When the family went to a spring reception for Maryland recruits, a formal affair where everyone else wore suits and ties, Dave showed up in Maryland Pride shorts and socks. “What are you doing, dad” Mike asked. “I’m embarrassing you,” Dave calmly replied. “What do you think I’m doing?” 

>> Dave showed up for boot camp at Parris Island, fresh off his first haircut in the past year. He arrived at the Charleston, S.C., airport hauling a brown bag with tennis shoes, a heavy winter coach under his arm. At the Marine reception, he placed his bags on the counter. The man behind the desk looked up, and said, “Get your [stupid stuff] off my counter.” Lighten up, buddy, Dave responded. “Take a step back,” the man barked.

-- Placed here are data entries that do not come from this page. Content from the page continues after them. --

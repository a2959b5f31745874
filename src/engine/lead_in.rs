//! Conversational lead-ins for in-scope replies

use rand::rngs::StdRng;
use rand::{Rng, SeedableRng};

/// Phrases prepended to a talking point. Each carries its own trailing
/// separator so the point can be appended directly.
pub const LEAD_IN_PHRASES: &[&str] = &[
    "Absolutely, ",
    "Great question. ",
    "I can help with that. ",
    "Let me share this with you: ",
    "Here's what I can tell you: ",
];

/// Source of lead-in choices. Implementations return an index below `count`.
pub trait LeadInPicker: Send + Sync {
    fn pick(&mut self, count: usize) -> usize;
}

/// Uniform random choice
pub struct RandomLeadIn<R = StdRng> {
    rng: R,
}

impl RandomLeadIn<StdRng> {
    pub fn from_entropy() -> Self {
        Self {
            rng: StdRng::from_entropy(),
        }
    }
}

impl<R: Rng + Send + Sync> RandomLeadIn<R> {
    #[allow(dead_code)] // Seeded RNGs in tests
    pub fn with_rng(rng: R) -> Self {
        Self { rng }
    }
}

impl<R: Rng + Send + Sync> LeadInPicker for RandomLeadIn<R> {
    fn pick(&mut self, count: usize) -> usize {
        self.rng.gen_range(0..count)
    }
}

/// Always picks the same phrase (wrapped into range)
#[cfg(test)]
#[derive(Debug, Clone, Copy)]
pub struct FixedLeadIn(pub usize);

#[cfg(test)]
impl LeadInPicker for FixedLeadIn {
    fn pick(&mut self, count: usize) -> usize {
        self.0 % count
    }
}

/// Resolve a picker's choice to a phrase
pub fn choose(picker: &mut dyn LeadInPicker) -> &'static str {
    let index = picker.pick(LEAD_IN_PHRASES.len());
    LEAD_IN_PHRASES
        .get(index)
        .copied()
        .unwrap_or(LEAD_IN_PHRASES[0])
}
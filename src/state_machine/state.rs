//! Call state types

use crate::engine::TransferReason;
use crate::session::CallStatus;
use serde::{Deserialize, Serialize};

/// Call state
#[derive(Debug, Clone, Serialize, Deserialize, PartialEq, Eq, Default)]
#[serde(tag = "type", rename_all = "snake_case")]
pub enum CallState {
    /// Configured, not yet dialed
    #[default]
    Pending,

    /// Call in progress
    Active {
        /// Whole timer periods since the caller last spoke
        silent_secs: u32,
        /// A caller turn is with the engine
        awaiting_reply: bool,
    },

    /// Ended by the operator, summary stored
    Completed,

    /// Handed to a human
    Transferred { reason: TransferReason },

    Failed { message: String },
}

impl CallState {
    pub fn active() -> Self {
        CallState::Active {
            silent_secs: 0,
            awaiting_reply: false,
        }
    }

    pub fn status(&self) -> CallStatus {
        match self {
            CallState::Pending => CallStatus::Pending,
            CallState::Active { .. } => CallStatus::Active,
            CallState::Completed => CallStatus::Completed,
            CallState::Transferred { .. } => CallStatus::Transferred,
            CallState::Failed { .. } => CallStatus::Failed,
        }
    }

    /// Check if this is a terminal state (cannot transition out)
    pub fn is_terminal(&self) -> bool {
        self.status().is_final()
    }
}

/// Context for a call (immutable configuration)
#[derive(Debug, Clone)]
pub struct CallContext {
    pub session_id: String,
    /// Seconds of silence before the call is transferred
    pub silence_threshold: u32,
}

impl CallContext {
    pub fn new(session_id: impl Into<String>, silence_threshold: u32) -> Self {
        Self {
            session_id: session_id.into(),
            silence_threshold,
        }
    }
}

Sitting Indian-style in the barracks shortly after, Dave listened as a lieutenant gave a welcome speech. Two instructors flanked him, perfectly creased clothes and shined shoes, at parade rest with eyes locked ahead. The lieutenant finished his speech and left the room. As soon as the door latch clicked, “It was like, whoa,” Dave said. “Those guys turned into psycho people.”

>> They arrived in Lebanon on an amphibious warship, with a hollow center stuffed with trucks and artillery. They relieved Marines who had been there for 3-4 months. The trip took 20 days with training on the way over, learning the culture, people and their mission. A commanding officer said he’d buy a steak dinner for anybody who shot their rifle, expecting nothing to happen.

>> Faith and devotion have played big role in the way Dave raised his children. When Mike was born two days after the anniversary of the bombings, Dave was freaking out. “Just the timing,” he said. “Wow. I don’t know. Not that I had any problems with it. I have a strong faith and, you know what, the man upstairs does what the wants to do when he wants to do it.”